Et ils reconnurent ce vagabond, à qui Bouvard autrefois avait donné un verre de vin. Il semblait de dix ans plus jeune, portait les cheveux en accroche-cœur, la moustache bien cirée, et dandinait sa taille d’une façon parisienne.
Après cent pas environ, il ouvrit la barrière d’une cour, jeta sa planche contre un mur, et les fit entrer dans une haute cuisine.
«Mélie! es-tu là, Mélie?»
Une jeune fille parut; sur son commandement, alla «tirer de la boisson» et revint près de la table servir ces messieurs.
Ses bandeaux, de la couleur des blés, dépassaient un béguin de toile grise.
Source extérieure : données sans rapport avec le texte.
//! Callback bridge: a managed callable seen by the engine as a C function pointer
//!
//! For one run, a host callable is turned into the pair the engine expects:
//! [`token_trampoline`] as the function pointer and a [`CallbackThunk`] as
//! `user_data`. The thunk is built right before the run and dropped right
//! after it, which unpins the callable on every exit path.

use crate::guard;
use crate::host::ManagedEnv;
use crate::sys::TokenCallbackFn;
use std::borrow::Cow;
use std::ffi::{c_char, c_void, CStr};
use std::marker::PhantomData;
use std::ptr::{self, NonNull};
use std::thread::{self, ThreadId};

/// One generated token, valid only while the callable runs
#[derive(Debug, Clone, Copy, PartialEq, Eq)]
pub struct TokenEvent<'a> {
    pub text: &'a str,
    pub token_id: u32,
}

/// Per-run callback statistics
#[derive(Debug, Clone, Copy, Default, PartialEq, Eq)]
pub struct EventStats {
    /// Events received from the engine
    pub received: u64,
    /// Events handed to the managed callable
    pub delivered: u64,
    /// Events whose invocation left a fault pending (or could not be prepared)
    pub faulted: u64,
    /// Events dropped because they arrived off the origin thread
    pub foreign_thread: u64,
}

/// Token callback for one run
pub enum TokenCallback<'env, E: ManagedEnv> {
    /// Buffer-only mode
    Absent,
    Present(CallbackThunk<'env, E>),
}

impl<'env, E: ManagedEnv> TokenCallback<'env, E> {
    /// Bind `callable` for one run
    ///
    /// `None`, an unresolvable callable or a callable that cannot be pinned
    /// all yield [`TokenCallback::Absent`]; the latter two log a warning.
    pub fn bind(env: &'env mut E, callable: Option<&E::Callable>) -> Self {
        let Some(callable) = callable else {
            return Self::Absent;
        };

        let entry = match env.resolve_entry_point(callable) {
            Ok(entry) => entry,
            Err(err) => {
                discard_pending(env);
                tracing::warn!(error = %err, "Token callback unusable; running without streaming");
                return Self::Absent;
            }
        };

        let pinned = match env.pin(callable) {
            Ok(pinned) => pinned,
            Err(err) => {
                discard_pending(env);
                tracing::warn!(error = %err, "Token callback unusable; running without streaming");
                return Self::Absent;
            }
        };

        Self::Present(CallbackThunk::new(env, pinned, entry))
    }

    pub fn is_present(&self) -> bool {
        matches!(self, Self::Present(_))
    }

    /// Function pointer and `user_data` for `cactus_complete`
    ///
    /// The pointer pair is valid while `self` is neither moved nor dropped.
    pub(crate) fn native_parts(&mut self) -> (Option<TokenCallbackFn>, *mut c_void) {
        match self {
            Self::Absent => (None, ptr::null_mut()),
            Self::Present(thunk) => (Some(token_trampoline::<E>), thunk.user_data()),
        }
    }

    pub fn stats(&self) -> EventStats {
        match self {
            Self::Absent => EventStats::default(),
            Self::Present(thunk) => thunk.state.stats,
        }
    }
}

/// Ephemeral pairing of a pinned callable, its entry point and the environment
///
/// Lives for exactly one run on exactly one thread. Dropping it unpins the
/// callable.
pub struct CallbackThunk<'env, E: ManagedEnv> {
    // boxed so the address handed to the engine stays put
    state: Box<ThunkState<E>>,
    _env: PhantomData<&'env mut E>,
}

struct ThunkState<E: ManagedEnv> {
    env: NonNull<E>,
    pinned: Option<E::Pinned>,
    entry: E::EntryPoint,
    origin: ThreadId,
    stats: EventStats,
}

impl<'env, E: ManagedEnv> CallbackThunk<'env, E> {
    fn new(env: &'env mut E, pinned: E::Pinned, entry: E::EntryPoint) -> Self {
        Self {
            state: Box::new(ThunkState {
                env: NonNull::from(env),
                pinned: Some(pinned),
                entry,
                origin: thread::current().id(),
                stats: EventStats::default(),
            }),
            _env: PhantomData,
        }
    }

    fn user_data(&mut self) -> *mut c_void {
        let state: *mut ThunkState<E> = &mut *self.state;
        state.cast()
    }

    pub fn origin_thread(&self) -> ThreadId {
        self.state.origin
    }
}

impl<E: ManagedEnv> Drop for CallbackThunk<'_, E> {
    fn drop(&mut self) {
        if let Some(pinned) = self.state.pinned.take() {
            // SAFETY: the `'env` borrow is still live while the thunk exists
            let env = unsafe { self.state.env.as_mut() };
            env.unpin(pinned);
        }
    }
}

impl<E: ManagedEnv> ThunkState<E> {
    fn deliver(&mut self, token: *const c_char, token_id: u32) {
        self.stats.received += 1;

        if thread::current().id() != self.origin {
            self.stats.foreign_thread += 1;
            tracing::warn!(token_id, "Token event arrived off the origin thread; dropped");
            return;
        }

        let text: Cow<'_, str> = if token.is_null() {
            Cow::Borrowed("")
        } else {
            unsafe { CStr::from_ptr(token) }.to_string_lossy()
        };
        let event = TokenEvent {
            text: &text,
            token_id,
        };

        let Some(pinned) = self.pinned.as_ref() else {
            return;
        };
        // SAFETY: the `'env` borrow outlives every engine call made with this thunk
        let env = unsafe { self.env.as_mut() };

        let text_local = match env.new_text(event.text) {
            Ok(local) => local,
            Err(err) => {
                self.fail_event(env, event, &err);
                return;
            }
        };
        let id_local = match env.box_token_id(event.token_id) {
            Ok(local) => local,
            Err(err) => {
                env.release_local(text_local);
                self.fail_event(env, event, &err);
                return;
            }
        };

        env.invoke(pinned, self.entry, &text_local, &id_local);
        self.stats.delivered += 1;
        if guard::absorb_fault(env, event.token_id).is_some() {
            self.stats.faulted += 1;
        }

        env.release_local(id_local);
        env.release_local(text_local);
    }

    fn fail_event(&mut self, env: &mut E, event: TokenEvent<'_>, err: &dyn std::error::Error) {
        self.stats.faulted += 1;
        discard_pending(env);
        tracing::warn!(
            token_id = event.token_id,
            error = %err,
            "Token event could not be delivered"
        );
    }
}

fn discard_pending<E: ManagedEnv>(env: &mut E) {
    if let Some(fault) = env.take_pending_fault() {
        tracing::debug!(fault = %fault, "Cleared pending host fault");
    }
}

/// The C function pointer handed to the engine
///
/// # Safety
///
/// `user_data` must be null or the `user_data` produced by
/// [`TokenCallback::native_parts`] for a `TokenCallback<E>` that is still
/// alive. `token` must be null or NUL-terminated.
pub unsafe extern "C" fn token_trampoline<E: ManagedEnv>(
    token: *const c_char,
    token_id: u32,
    user_data: *mut c_void,
) {
    guard::contain_panic("token callback", || {
        let Some(mut state) = NonNull::new(user_data.cast::<ThunkState<E>>()) else {
            return;
        };
        state.as_mut().deliver(token, token_id);
    });
}
//! The managed host environment, as seen from native code
//!
//! A managed runtime (the JVM, or plain Rust closures) differs from native
//! code in how it names callables, keeps objects alive and reports faults.
//! [`ManagedEnv`] captures the handful of operations the callback bridge
//! needs:
//!
//! - resolve a callable's entry point once per run
//! - pin the callable so the collector cannot reclaim it mid-run
//! - create transient values (token text, boxed token id) and release them
//! - invoke the callable, then check and clear any pending fault
//!
//! Implementations are thread-affine: an environment is only used on the
//! thread it belongs to.

use std::any::Any;
use std::cell::RefCell;
use std::marker::PhantomData;
use std::panic::{self, AssertUnwindSafe};
use thiserror::Error;

/// Failure of a host operation
#[derive(Debug, Clone, PartialEq, Eq, Error)]
pub enum HostError {
    /// The callable has no usable entry point
    #[error("callable entry point could not be resolved: {0}")]
    Unresolvable(String),

    /// The callable could not be pinned
    #[error("callable could not be pinned: {0}")]
    PinFailed(String),

    /// A transient value could not be created
    #[error("host value could not be created: {0}")]
    Allocation(String),
}

/// A fault raised by managed code and left pending for native code to handle
#[derive(Debug, Clone, PartialEq, Eq)]
pub struct HostFault {
    pub description: String,
}

impl HostFault {
    pub fn new(description: impl Into<String>) -> Self {
        Self {
            description: description.into(),
        }
    }

    /// Describe a caught panic payload
    pub fn from_panic(payload: &(dyn Any + Send)) -> Self {
        Self::new(panic_message(payload))
    }
}

impl std::fmt::Display for HostFault {
    fn fmt(&self, f: &mut std::fmt::Formatter<'_>) -> std::fmt::Result {
        f.write_str(&self.description)
    }
}

/// Best-effort text of a panic payload
pub fn panic_message(payload: &(dyn Any + Send)) -> String {
    if let Some(s) = payload.downcast_ref::<&str>() {
        (*s).to_string()
    } else if let Some(s) = payload.downcast_ref::<String>() {
        s.clone()
    } else {
        "non-string panic payload".to_string()
    }
}

/// Operations the callback bridge performs against a managed environment
pub trait ManagedEnv {
    /// A callable as the host hands it over (a local reference on the JVM)
    type Callable;
    /// A pinned callable that survives until [`unpin`](Self::unpin)
    type Pinned;
    /// A resolved entry point, reusable for every event of one run
    type EntryPoint: Copy;
    /// A transient host value that must be released promptly
    type Local;

    fn resolve_entry_point(&mut self, callable: &Self::Callable)
        -> Result<Self::EntryPoint, HostError>;

    fn pin(&mut self, callable: &Self::Callable) -> Result<Self::Pinned, HostError>;

    fn unpin(&mut self, pinned: Self::Pinned);

    fn new_text(&mut self, text: &str) -> Result<Self::Local, HostError>;

    fn box_token_id(&mut self, token_id: u32) -> Result<Self::Local, HostError>;

    /// Call `target(text, token_id)`
    ///
    /// A fault raised by the callable is left pending, never propagated.
    fn invoke(
        &mut self,
        target: &Self::Pinned,
        entry: Self::EntryPoint,
        text: &Self::Local,
        token_id: &Self::Local,
    );

    /// Check for a pending fault and clear it
    fn take_pending_fault(&mut self) -> Option<HostFault>;

    fn release_local(&mut self, local: Self::Local);
}

/// A token sink usable from [`ClosureEnv`]
pub type TokenSink<'f> = RefCell<dyn FnMut(&str, u32) + 'f>;

/// Transient value created by [`ClosureEnv`]
#[derive(Debug, Clone, PartialEq, Eq)]
pub enum ClosureValue {
    Text(String),
    TokenId(u32),
}

/// A host whose callables are Rust closures
///
/// A panic inside the closure plays the role of a managed exception: it is
/// caught at the invocation and left pending. `ClosureEnv` keeps counts of
/// live transient values and pins so leaks are observable.
pub struct ClosureEnv<'f> {
    pending: Option<HostFault>,
    live_locals: usize,
    pinned: usize,
    _callables: PhantomData<&'f ()>,
    // thread-affine
    _not_send: PhantomData<*const ()>,
}

impl<'f> ClosureEnv<'f> {
    pub fn new() -> Self {
        Self {
            pending: None,
            live_locals: 0,
            pinned: 0,
            _callables: PhantomData,
            _not_send: PhantomData,
        }
    }

    /// Transient values created and not yet released
    pub fn live_locals(&self) -> usize {
        self.live_locals
    }

    /// Callables pinned and not yet unpinned
    pub fn pinned(&self) -> usize {
        self.pinned
    }
}

impl Default for ClosureEnv<'_> {
    fn default() -> Self {
        Self::new()
    }
}

impl<'f> ManagedEnv for ClosureEnv<'f> {
    type Callable = &'f TokenSink<'f>;
    type Pinned = &'f TokenSink<'f>;
    type EntryPoint = ();
    type Local = ClosureValue;

    fn resolve_entry_point(&mut self, _callable: &Self::Callable) -> Result<(), HostError> {
        Ok(())
    }

    fn pin(&mut self, callable: &Self::Callable) -> Result<Self::Pinned, HostError> {
        self.pinned += 1;
        Ok(*callable)
    }

    fn unpin(&mut self, _pinned: Self::Pinned) {
        self.pinned = self.pinned.saturating_sub(1);
    }

    fn new_text(&mut self, text: &str) -> Result<ClosureValue, HostError> {
        self.live_locals += 1;
        Ok(ClosureValue::Text(text.to_string()))
    }

    fn box_token_id(&mut self, token_id: u32) -> Result<ClosureValue, HostError> {
        self.live_locals += 1;
        Ok(ClosureValue::TokenId(token_id))
    }

    fn invoke(
        &mut self,
        target: &Self::Pinned,
        _entry: (),
        text: &ClosureValue,
        token_id: &ClosureValue,
    ) {
        let (ClosureValue::Text(text), ClosureValue::TokenId(token_id)) = (text, token_id) else {
            self.pending = Some(HostFault::new("callable invoked with mismatched arguments"));
            return;
        };

        let Ok(mut sink) = target.try_borrow_mut() else {
            self.pending = Some(HostFault::new("token sink re-entered during invocation"));
            return;
        };

        let outcome = panic::catch_unwind(AssertUnwindSafe(|| (&mut *sink)(text, *token_id)));
        if let Err(payload) = outcome {
            self.pending = Some(HostFault::from_panic(payload.as_ref()));
        }
    }

    fn take_pending_fault(&mut self) -> Option<HostFault> {
        self.pending.take()
    }

    fn release_local(&mut self, _local: ClosureValue) {
        self.live_locals = self.live_locals.saturating_sub(1);
    }
}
Tous ses pauvres vêtements descendaient le long de son corps sans un pli, et, le nez droit, les yeux bleus, elle avait quelque chose de délicat, de champêtre et d’ingénu.
«Elle est gentille, hein!» dit le menuisier, pendant qu’elle apportait des verres. «Si on ne jurerait pas une demoiselle, costumée en paysanne! et rude à l’ouvrage, pourtant!—Pauvre petit cœur, va! quand je serai riche, je t’épouserai!
—Vous dites toujours des bêtises, monsieur Gorju», répondit-elle d’une voix douce, sur un accent traînard.
Un valet d’écurie vint prendre de l’avoine dans un vieux coffre et laissa retomber le couvercle si brutalement qu’un éclat de bois en jaillit.
Gorju s’emporta contre la lourdeur de tous «ces gars de la campagne»; puis, à genoux devant le meuble, il cherchait la place du morceau. Pécuchet, en voulant l’aider, distingua sous la poussière des figures de personnages.